American Psycho: The Curated Void
I admit that when I first reviewed this film upon release I mistook it for a stylized slasher but revisiting it two decades later reveals a misunderstood satire about the horror of conformity. American Psycho is not about a serial killer. I found that it is a comedy of manners where the ultimate punchline is that no one is actually listening to you. My analysis suggests that director Mary Harron weaponized the cinematic language of 1980s advertising to sell us a nightmare disguised as an aspirational lifestyle.

The Architecture of Emptiness
The production design is disturbingly pristine and rejects any hint of organic life. I noticed that Patrick Bateman’s apartment resembles a sterile gallery space rather than a home which visually reinforces his internal void. The cinematography by Andrzej Sekula frequently utilizes reflective surfaces like mirrors and polished chrome and high rise windows. This visual aesthetics choice constantly doubles Patrick’s image and suggests that his identity is nothing more than a series of projected reflections. He is incapable of seeing himself and can only gaze at the surface level presentation he has meticulously constructed.

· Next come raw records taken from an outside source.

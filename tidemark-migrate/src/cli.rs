//! Command-line arguments

use anyhow::Context;
use clap::{Parser, Subcommand};
use std::path::PathBuf;
use tidemark::config::MigratorConfig;

/// Environment variables checked for the database URL, in order
pub const DATABASE_URL_VARS: [&str; 2] = ["TIDEMARK_DATABASE_URL", "DATABASE_URL"];

#[derive(Debug, Parser)]
#[command(name = "tidemark-migrate")]
#[command(about = "Migration management tool for tidemark")]
#[command(version)]
pub struct Cli {
    /// Database connection URL
    #[arg(long, global = true)]
    pub database_url: Option<String>,

    /// Configuration file (defaults to config/config.toml when present)
    #[arg(long, global = true)]
    pub config: Option<PathBuf>,

    /// Version ledger table
    #[arg(long, global = true)]
    pub ledger_table: Option<String>,

    /// Verbose output
    #[arg(short, long, global = true)]
    pub verbose: bool,

    /// Quiet output (errors only)
    #[arg(short, long, global = true, conflicts_with = "verbose")]
    pub quiet: bool,

    #[command(subcommand)]
    pub command: Commands,
}

#[derive(Debug, Clone, Subcommand)]
pub enum Commands {
    /// Show migration status (applied, pending, unknown)
    Status {
        /// Print the status as JSON
        #[arg(long)]
        json: bool,
    },

    /// Apply pending migrations
    Up {
        /// Apply only migrations strictly below this version
        #[arg(long)]
        to: Option<String>,

        /// Dry run - show what would be executed without running
        #[arg(long)]
        dry_run: bool,
    },

    /// Revert applied migrations
    Down {
        /// Revert only migrations strictly above this version (default: all)
        #[arg(long)]
        to: Option<String>,

        /// Dry run - show what would be reverted
        #[arg(long)]
        dry_run: bool,
    },

    /// Generate a new migration file
    Generate {
        /// Migration name (e.g., "create_users_table")
        name: String,

        /// Directory to write the migration to
        #[arg(long, default_value = "src/migrations")]
        dir: PathBuf,

        /// Use a semantic version marker (e.g. "1.2") instead of the current timestamp
        #[arg(long)]
        version: Option<String>,
    },
}

impl Cli {
    /// Initialize `env_logger`; `RUST_LOG` still wins over the flags
    pub fn init_logging(&self) {
        let level = if self.quiet {
            "error"
        } else if self.verbose {
            "debug"
        } else {
            "info"
        };
        let _ = env_logger::Builder::from_env(env_logger::Env::default().default_filter_or(level))
            .try_init();
    }

    /// Resolve the runner configuration
    ///
    /// The URL comes from `--database-url`, then `TIDEMARK_DATABASE_URL`, then `DATABASE_URL`,
    /// then the configuration file.
    pub fn resolve_config(&self) -> anyhow::Result<MigratorConfig> {
        self.resolve_config_with(|name| std::env::var(name).ok())
    }

    pub(crate) fn resolve_config_with(
        &self,
        env: impl Fn(&str) -> Option<String>,
    ) -> anyhow::Result<MigratorConfig> {
        let mut config = match &self.config {
            Some(path) => MigratorConfig::load_from(path)
                .with_context(|| format!("Failed to load {}", path.display()))?,
            None => MigratorConfig::load().context("Failed to load configuration")?,
        };

        if let Some(url) = self
            .database_url
            .clone()
            .or_else(|| DATABASE_URL_VARS.iter().find_map(|name| env(name)))
        {
            config.url = url;
        }
        if let Some(table) = &self.ledger_table {
            config.ledger_table = table.clone();
        }
        Ok(config)
    }
}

The Sonic Weaponization of Pop
A critical review of the sound design reveals that the musical "needle drops" are used as instruments of torture rather than nostalgia. I observed that Patrick Bateman does not enjoy music emotionally but analyzes it like a technical manual to appear human. The juxtaposition of the upbeat synthesized pop of "Hip to Be Square" with the brutal axe murder of Paul Allen creates a cognitive dissonance in the audience. I found that these scenes suggest that pop culture itself is a numbing agent that allows consumers to ignore the horrors implicit in their materialistic society.

Violence in Typography
I was struck by how the film treats social interactions with the same visual intensity as physical violence. I analyzed the infamous business card exchange scene and realized it is shot and edited like a high stakes western duel. The camera work utilizes extreme close ups with a shallow depth of field to fetichize the texture of the cardstock and the subtle off white coloring. The lighting highlights the embossed lettering as if it were a weapon. This visual storytelling teaches us that in Patrick’s world a slightly better typeface is a more devastating blow than a chainsaw.

The Flickle Visual Score
9.8/10 I am awarding this near perfect score for the clinical precision of the cinematography that captured the soulless beauty of the era and for the brilliant use of pop music as counterpoint to the violence.